I would stay away from the build-it-yourself distros (Arch, Gentoo, linux-from-scratch) if you are new or not into writing configurations and debugging stuff. You might learn a lot, but the fun factor for a newbie is not there, just a lot of getting hit in the face and reading things over and over.
Your options may be limited if you have anything other than an Intel or AMD PC or laptop. X86_32 and X86_64 run linux like a dream, but hter are linux distros for MACs and ARM processors and the new laptop CPUS but again not every distro supports them. If you have an older machine (i486 or Pentium III , IV , pro) there are pared-down distros just for those and I have had good experiences with them, I would steer you toward on of the old-PC distros for those because the performance of a newer distro would suck on them. But they are right for those machines.
If you play games I would very much have you check out a game-friendly distro. Not all of them are.

Waste some valuable time on distrowatch.com. Its got rankings, the new stuff , links to distros, reviews, torrent links, etc. It is one of the linux worlds best resource sites.

Put the fun back into computing. Use Linux, BSD.

My desktop (wattOS 7)

There is NONE. That's the cool thing about Linux, it is ("was" at least since systemd) all about choice.

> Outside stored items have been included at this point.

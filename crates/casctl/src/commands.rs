//! CLI command implementations

use std::io::{self, Read, Write};
use std::path::Path;
use std::process::ExitCode;

use anyhow::{bail, Context, Result};
use cas::{CasConfig, ContentHash, ContentStore, FileStore};
use tracing::info;

use crate::GlobalArgs;

/// Merge the config file (or environment) with command-line overrides.
fn resolve_config(global: &GlobalArgs) -> Result<CasConfig> {
    let mut config = match &global.config {
        Some(path) => CasConfig::from_file(path)?,
        None => CasConfig::from_env()?,
    };
    if let Some(store) = &global.store {
        config.base_path = store.clone();
    }
    if let Some(algorithm) = global.algorithm {
        config.algorithm = algorithm;
    }
    Ok(config)
}

/// Attach to a store that must already exist.
fn open_existing(global: &GlobalArgs) -> Result<FileStore> {
    let config = resolve_config(global)?.with_create(false);
    Ok(FileStore::new(config)?)
}

fn not_found(key: &ContentHash) -> ExitCode {
    eprintln!("not found: {}", key);
    ExitCode::FAILURE
}

/// Create the layout, optionally wiping the path first
pub fn init(global: &GlobalArgs, force: bool) -> Result<ExitCode> {
    let mut config = resolve_config(global)?.with_create(true);
    if force {
        config = config.with_force();
    }
    let store = FileStore::new(config)?;
    println!("{}", store.root().display());
    Ok(ExitCode::SUCCESS)
}

pub fn check(global: &GlobalArgs) -> Result<ExitCode> {
    let config = resolve_config(global)?;
    let root = config.base_path.display();
    if cas::is_valid_store(&config.base_path) {
        println!("valid: {}", root);
        Ok(ExitCode::SUCCESS)
    } else {
        println!("not a valid store: {}", root);
        Ok(ExitCode::FAILURE)
    }
}

pub fn put(global: &GlobalArgs, files: &[std::path::PathBuf]) -> Result<ExitCode> {
    let store = open_existing(global)?;
    for file in files {
        let key = if file.as_os_str() == "-" {
            let mut data = Vec::new();
            io::stdin()
                .read_to_end(&mut data)
                .context("failed to read stdin")?;
            store.put_bytes(&data)?
        } else {
            store
                .put_file(file, None)
                .with_context(|| format!("failed to store {}", file.display()))?
        };
        println!("{}", key);
    }
    Ok(ExitCode::SUCCESS)
}

pub fn put_bytes(global: &GlobalArgs, text: &str) -> Result<ExitCode> {
    let store = open_existing(global)?;
    println!("{}", store.put_bytes(text.as_bytes())?);
    Ok(ExitCode::SUCCESS)
}

pub fn get(global: &GlobalArgs, key: &ContentHash, output: Option<&Path>) -> Result<ExitCode> {
    let store = open_existing(global)?;

    if let Some(dest) = output {
        if !store.get_to_file(key, dest)? {
            return Ok(not_found(key));
        }
        return Ok(ExitCode::SUCCESS);
    }

    let Some(data) = store.get_bytes(key)? else {
        return Ok(not_found(key));
    };
    let mut stdout = io::stdout().lock();
    stdout.write_all(&data)?;
    stdout.flush()?;
    Ok(ExitCode::SUCCESS)
}

pub fn exists(global: &GlobalArgs, key: &ContentHash) -> Result<ExitCode> {
    let store = open_existing(global)?;
    let present = store.exists(key);
    println!("{}", present);
    Ok(if present {
        ExitCode::SUCCESS
    } else {
        ExitCode::FAILURE
    })
}

pub fn size(global: &GlobalArgs, key: &ContentHash) -> Result<ExitCode> {
    let store = open_existing(global)?;
    match store.get_size(key)? {
        Some(size) => {
            println!("{}", size);
            Ok(ExitCode::SUCCESS)
        }
        None => Ok(not_found(key)),
    }
}

pub fn rm(global: &GlobalArgs, key: &ContentHash) -> Result<ExitCode> {
    let store = open_existing(global)?;
    if store.remove_key(key)? {
        println!("removed {}", key);
        Ok(ExitCode::SUCCESS)
    } else {
        Ok(not_found(key))
    }
}

/// Hash a file with the configured algorithm; needs no store
pub fn hash(global: &GlobalArgs, file: &Path) -> Result<ExitCode> {
    let config = resolve_config(global)?;
    match config.algorithm.hash_file(file)? {
        Some(key) => {
            println!("{}", key);
            Ok(ExitCode::SUCCESS)
        }
        None => bail!("not a regular file: {}", file.display()),
    }
}

pub fn ls(global: &GlobalArgs) -> Result<ExitCode> {
    let store = open_existing(global)?;
    let mut stdout = io::stdout().lock();
    for key in store.list_keys() {
        writeln!(stdout, "{}", key?)?;
    }
    Ok(ExitCode::SUCCESS)
}

pub fn verify(global: &GlobalArgs) -> Result<ExitCode> {
    let store = open_existing(global)?;
    let mut stdout = io::stdout().lock();
    let mut invalid = 0usize;
    for key in store.find_invalid_keys() {
        writeln!(stdout, "{}", key?)?;
        invalid += 1;
    }
    info!(invalid, "verify complete");
    Ok(if invalid == 0 {
        ExitCode::SUCCESS
    } else {
        ExitCode::FAILURE
    })
}

pub fn repair(global: &GlobalArgs) -> Result<ExitCode> {
    let store = open_existing(global)?;
    let renamed = store.correct_invalid_keys()?;
    for (old, new) in &renamed {
        println!("{} -> {}", old, new);
    }
    info!(renamed = renamed.len(), "repair complete");
    Ok(ExitCode::SUCCESS)
}

pub fn purge(global: &GlobalArgs, yes: bool) -> Result<ExitCode> {
    if !yes {
        bail!(
            "purge deletes every object whose content does not match its key\n\n\
             Re-run with --yes to confirm, or use `casctl repair` to rename them instead."
        );
    }
    let store = open_existing(global)?;
    let removed = store.remove_invalid_keys()?;
    for key in &removed {
        println!("{}", key);
    }
    info!(removed = removed.len(), "purge complete");
    Ok(ExitCode::SUCCESS)
}
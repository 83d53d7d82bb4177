//! casctl - inspect, populate, and repair a sharded content store
//!
//! Subcommands:
//! - `casctl init [--force]` - Create the 256-shard layout
//! - `casctl put <FILE>...` - Store files and print their keys
//! - `casctl get <KEY>` - Write an object to stdout or a file
//! - `casctl verify` / `repair` / `purge --yes` - Integrity scan and repair
//!
//! Every command except `init` refuses to create a store, so a mistyped
//! `--store` path fails instead of leaving an empty store behind.

use std::path::PathBuf;
use std::process::ExitCode;

use anyhow::Result;
use cas::{ContentHash, HashAlgorithm};
use clap::{ArgAction, Parser, Subcommand};
use tracing_subscriber::EnvFilter;

mod commands;

#[derive(Parser)]
#[command(name = "casctl")]
#[command(about = "Content-addressed storage on a sharded directory")]
#[command(version)]
struct Cli {
    #[command(flatten)]
    global: GlobalArgs,

    #[command(subcommand)]
    command: Commands,
}

#[derive(clap::Args)]
pub struct GlobalArgs {
    /// Root directory of the store
    #[arg(short, long, global = true, env = "CAS_PATH")]
    pub store: Option<PathBuf>,

    /// TOML file with a [cas] section
    #[arg(short, long, global = true)]
    pub config: Option<PathBuf>,

    /// Digest algorithm the store was written with (sha256, blake3)
    #[arg(short, long, global = true, env = "CAS_ALGORITHM")]
    pub algorithm: Option<HashAlgorithm>,

    /// Increase log verbosity (-v info, -vv debug)
    #[arg(short, long, global = true, action = ArgAction::Count)]
    pub verbose: u8,
}

#[derive(Subcommand)]
enum Commands {
    /// Create the shard layout if it is missing
    Init {
        /// Delete everything at the store path first
        #[arg(long)]
        force: bool,
    },

    /// Report whether the store path holds a valid store
    Check,

    /// Store files, printing one key per line (`-` reads stdin)
    Put {
        #[arg(required = true)]
        files: Vec<PathBuf>,
    },

    /// Store a literal string
    PutBytes {
        text: String,
    },

    /// Retrieve an object
    Get {
        key: ContentHash,

        /// Write to this file instead of stdout
        #[arg(short, long)]
        output: Option<PathBuf>,
    },

    /// Exit 0 if the key is present, 1 if not
    Exists {
        key: ContentHash,
    },

    /// Print the size of an object in bytes
    Size {
        key: ContentHash,
    },

    /// Remove an object
    Rm {
        key: ContentHash,
    },

    /// Print the key a file would be stored under, without storing it
    Hash {
        file: PathBuf,
    },

    /// List every key in the store
    Ls,

    /// List keys whose content no longer matches (reads every object)
    Verify,

    /// Rename mismatched objects to the key of their current content
    Repair,

    /// Delete mismatched objects
    Purge {
        /// Confirm that invalid objects should be deleted
        #[arg(long)]
        yes: bool,
    },
}

fn init_logging(verbose: u8) {
    let default_level = match verbose {
        0 => "warn",
        1 => "info",
        _ => "debug",
    };
    let filter =
        EnvFilter::try_from_default_env().unwrap_or_else(|_| EnvFilter::new(default_level));

    tracing_subscriber::fmt()
        .with_env_filter(filter)
        .with_writer(std::io::stderr)
        .init();
}

fn main() -> Result<ExitCode> {
    let cli = Cli::parse();
    init_logging(cli.global.verbose);

    let global = &cli.global;
    match cli.command {
        Commands::Init { force } => commands::init(global, force),
        Commands::Check => commands::check(global),
        Commands::Put { files } => commands::put(global, &files),
        Commands::PutBytes { text } => commands::put_bytes(global, &text),
        Commands::Get { key, output } => commands::get(global, &key, output.as_deref()),
        Commands::Exists { key } => commands::exists(global, &key),
        Commands::Size { key } => commands::size(global, &key),
        Commands::Rm { key } => commands::rm(global, &key),
        Commands::Hash { file } => commands::hash(global, &file),
        Commands::Ls => commands::ls(global),
        Commands::Verify => commands::verify(global),
        Commands::Repair => commands::repair(global),
        Commands::Purge { yes } => commands::purge(global, yes),
    }
}
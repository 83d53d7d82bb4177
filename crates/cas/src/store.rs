//! FileStore: Filesystem-based Content Addressable Storage.
//!
//! Implements the ContentStore trait on a local directory sharded 256 ways
//! by the first two hex chars of each digest.
//!
//! Layout:
//! ```text
//! {base_path}/
//! ├── 00/ .. ff/              # all 256 always present
//! └── e3/
//!     └── e3d062cd...3efd     # object file, name == full digest
//! ```
//!
//! All operations are blocking filesystem calls with no locking. One writer
//! at a time; concurrent `put_bytes` of identical content is harmless, but
//! anything racing `change_key` or a repair scan must be serialized by the
//! caller.

use std::fs;
use std::io;
use std::path::{Path, PathBuf};

use tracing::{debug, info, warn};

use crate::config::CasConfig;
use crate::error::{CasError, Result};
use crate::hash::{ContentHash, HashAlgorithm};
use crate::layout;

/// Trait for content storage backends.
///
/// Absence is always a value (`None`/`false`), never an error.
pub trait ContentStore: Send + Sync {
    /// Store data, returning its content hash.
    ///
    /// If an object already exists under the hash, nothing is written.
    fn put_bytes(&self, data: &[u8]) -> Result<ContentHash>;

    /// Retrieve data by its content hash.
    ///
    /// Returns `Ok(None)` if the hash doesn't exist. The bytes are not
    /// re-verified against the hash.
    fn get_bytes(&self, hash: &ContentHash) -> Result<Option<Vec<u8>>>;

    /// Check if an object exists (as a regular file) without reading it.
    fn exists(&self, hash: &ContentHash) -> bool;

    /// Size of the stored object; `Ok(None)` when absent, `Ok(Some(0))` when empty.
    fn get_size(&self, hash: &ContentHash) -> Result<Option<u64>>;

    /// Delete an object, reporting whether anything was removed.
    fn remove_key(&self, hash: &ContentHash) -> Result<bool>;

    /// Get the filesystem path for content, or `None` if it doesn't exist.
    fn path(&self, hash: &ContentHash) -> Option<PathBuf>;
}

/// Filesystem-based content store.
#[derive(Debug, Clone)]
pub struct FileStore {
    config: CasConfig,
}

impl FileStore {
    /// Open a store per `config`.
    ///
    /// - `force`: delete whatever is at the root first.
    /// - `create`: build the shard layout if the root is not a valid store.
    /// - otherwise a root that is not a valid store fails with
    ///   [`CasError::StoreNotValid`].
    pub fn new(config: CasConfig) -> Result<Self> {
        let root = config.base_path.as_path();

        if config.force {
            warn!(root = %root.display(), "force requested, clearing store root");
            layout::clear(root)?;
        }

        if !layout::is_valid_store(root) {
            if !config.create {
                return Err(CasError::StoreNotValid {
                    path: root.to_path_buf(),
                });
            }
            layout::build_structure(root)?;
            info!(root = %root.display(), "initialized content store");
        }

        debug!(root = %root.display(), algorithm = %config.algorithm, "opened content store");
        Ok(Self { config })
    }

    /// Open a store at `path`, creating the layout if needed.
    pub fn at_path(path: impl Into<PathBuf>) -> Result<Self> {
        Self::new(CasConfig::with_base_path(path))
    }

    /// Attach to an existing store at `path`; never creates anything.
    pub fn open_existing(path: impl Into<PathBuf>) -> Result<Self> {
        Self::new(CasConfig::existing(path))
    }

    pub fn config(&self) -> &CasConfig {
        &self.config
    }

    pub fn root(&self) -> &Path {
        &self.config.base_path
    }

    pub fn algorithm(&self) -> HashAlgorithm {
        self.config.algorithm
    }

    /// Re-check the 256-shard layout on disk.
    pub fn is_valid(&self) -> bool {
        layout::is_valid_store(self.root())
    }

    /// Delete the entire store root and everything in it.
    ///
    /// Irreversible. The handle is left pointing at a missing store; call
    /// [`FileStore::rebuild`] or reopen before storing again.
    pub fn clear(&self) -> Result<()> {
        layout::clear(self.root())?;
        Ok(())
    }

    /// Recreate any missing shard directories.
    pub fn rebuild(&self) -> Result<()> {
        layout::build_structure(self.root())?;
        Ok(())
    }

    /// Where an object with `hash` lives, whether or not it is present.
    pub fn object_path(&self, hash: &ContentHash) -> PathBuf {
        self.root().join(hash.prefix()).join(hash.as_str())
    }

    /// Hash a file with the store's algorithm, streaming it in 1 MiB blocks.
    ///
    /// Returns `Ok(None)` if `path` does not exist or is not a regular file.
    pub fn hash_file(&self, path: &Path) -> Result<Option<ContentHash>> {
        Ok(self.config.algorithm.hash_file(path)?)
    }

    /// Copy a file into the store, returning its key.
    ///
    /// When `key` is `None` the file is hashed first. When a key is supplied
    /// it is trusted as-is. Unlike [`ContentStore::put_bytes`], any existing
    /// object under the key is overwritten.
    pub fn put_file(&self, source: &Path, key: Option<&ContentHash>) -> Result<ContentHash> {
        let hash = match key {
            Some(hash) => hash.clone(),
            None => self.hash_file(source)?.ok_or_else(|| {
                io::Error::new(
                    io::ErrorKind::NotFound,
                    format!("not a regular file: {}", source.display()),
                )
            })?,
        };

        let obj_path = self.object_path(&hash);
        if is_same_file(source, &obj_path) {
            // Copying a file onto itself would truncate it.
            debug!(%hash, "source is already the stored object");
            return Ok(hash);
        }

        fs::copy(source, &obj_path)?;
        debug!(%hash, source = %source.display(), "stored file");
        Ok(hash)
    }

    /// Copy an object out to `dest`.
    ///
    /// Returns `Ok(false)` without touching `dest` if the key is absent.
    pub fn get_to_file(&self, hash: &ContentHash, dest: &Path) -> Result<bool> {
        if !self.exists(hash) {
            return Ok(false);
        }
        fs::copy(self.object_path(hash), dest)?;
        debug!(%hash, dest = %dest.display(), "retrieved object to file");
        Ok(true)
    }

    /// True iff the object under `hash` is present and its content hashes to `hash`.
    pub fn is_valid_key(&self, hash: &ContentHash) -> Result<bool> {
        let actual = self.hash_file(&self.object_path(hash))?;
        Ok(actual.as_ref() == Some(hash))
    }

    /// Move the object stored under `old` so it is stored under `new`.
    ///
    /// **Dangerous.** `new` is not checked against the content, so this can
    /// create exactly the key/content mismatch that
    /// [`find_invalid_keys`](FileStore::find_invalid_keys) exists to detect.
    /// It is the primitive used by
    /// [`correct_invalid_keys`](FileStore::correct_invalid_keys). Any object
    /// already under `new` is replaced.
    pub fn change_key(&self, old: &ContentHash, new: &ContentHash) -> Result<()> {
        if old == new {
            return Ok(());
        }

        let old_path = self.object_path(old);
        let new_path = self.object_path(new);

        match fs::rename(&old_path, &new_path) {
            Ok(()) => {}
            Err(e) if e.raw_os_error() == Some(libc::EXDEV) => {
                // Shard directories on different filesystems.
                fs::copy(&old_path, &new_path)?;
                fs::remove_file(&old_path)?;
            }
            Err(e) => return Err(e.into()),
        }

        info!(%old, %new, "changed object key");
        Ok(())
    }
}

fn is_same_file(a: &Path, b: &Path) -> bool {
    match (fs::canonicalize(a), fs::canonicalize(b)) {
        (Ok(a), Ok(b)) => a == b,
        _ => false,
    }
}

impl ContentStore for FileStore {
    fn put_bytes(&self, data: &[u8]) -> Result<ContentHash> {
        let hash = self.config.algorithm.hash_bytes(data);
        let obj_path = self.object_path(&hash);

        // Skip if exists - content-addressed = idempotent
        if !obj_path.exists() {
            fs::write(&obj_path, data)?;
            debug!(%hash, size = data.len(), "stored object");
        }

        Ok(hash)
    }

    fn get_bytes(&self, hash: &ContentHash) -> Result<Option<Vec<u8>>> {
        if !self.exists(hash) {
            return Ok(None);
        }

        match fs::read(self.object_path(hash)) {
            Ok(data) => Ok(Some(data)),
            Err(e) if e.kind() == io::ErrorKind::NotFound => Ok(None),
            Err(e) => Err(e.into()),
        }
    }

    fn exists(&self, hash: &ContentHash) -> bool {
        self.object_path(hash).is_file()
    }

    fn get_size(&self, hash: &ContentHash) -> Result<Option<u64>> {
        match fs::metadata(self.object_path(hash)) {
            Ok(m) if m.is_file() => Ok(Some(m.len())),
            Ok(_) => Ok(None),
            Err(e) if e.kind() == io::ErrorKind::NotFound => Ok(None),
            Err(e) => Err(e.into()),
        }
    }

    fn remove_key(&self, hash: &ContentHash) -> Result<bool> {
        if !self.exists(hash) {
            return Ok(false);
        }

        match fs::remove_file(self.object_path(hash)) {
            Ok(()) => {
                debug!(%hash, "removed object");
                Ok(true)
            }
            Err(e) if e.kind() == io::ErrorKind::NotFound => Ok(false),
            Err(e) => Err(e.into()),
        }
    }

    fn path(&self, hash: &ContentHash) -> Option<PathBuf> {
        let path = self.object_path(hash);
        if path.is_file() {
            Some(path)
        } else {
            None
        }
    }
}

Numerous people use Ubuntu/Debian flavors for everyday Linux. They are well supported and has a wide community, so they have the power of people. They use APT and DPKG packaging system. There are many software compiled to work on them.

Fedora and RHEL family has also a great community behind them they are strong and stable distros. Fedora does not officially support proprietary software that can be annoying sometimes. Almost always you can find the same software for Debian family for RedHat family. They use RPM and YUM for packaging.

Another RPM using distro is OpenSUSE, which is one of my favorite distros. Most of the software for RHEL family works on OpenSUSE too. It has two versions Leap and Tumbleweed. Former is incredibly stable and great for production environment, latter one is a rolling release distro for the ones who want to get bleeding edge software. The thing I also love about OpenSUSE: its configuration tool, YaST. You can configure almost everything using the YaST GUI.

Lastly my no #1 distro, Arch. It has a steeper learning curve but it teaches you many things about a Linux distro. In contrast to ones (which have automatic installers) above, you install and configure all the software from bare bones. It feels special and it is special because your stack of software is selected and installed by you. It is a rolling release distribution, you get updates of a software in 1 to 5 days. Its community is not as large as Debian or RedHat but its wiki is certainly a golden book (or Bible) of Linux, so most of the time you don't even need to ask people. For software availability it is also great, many software is supported officially and can be installed via pacman, the best package manager for me. If it is not officially supported, the software you are looking for is always(99%) in AUR. In AUR you can even find software that is specific to other distros (like Unity of Ubuntu , Suse Image Writer..). If you are curious and want to learn internals of Linux Arch is the way to go. It gives you amazing flexibility and availability.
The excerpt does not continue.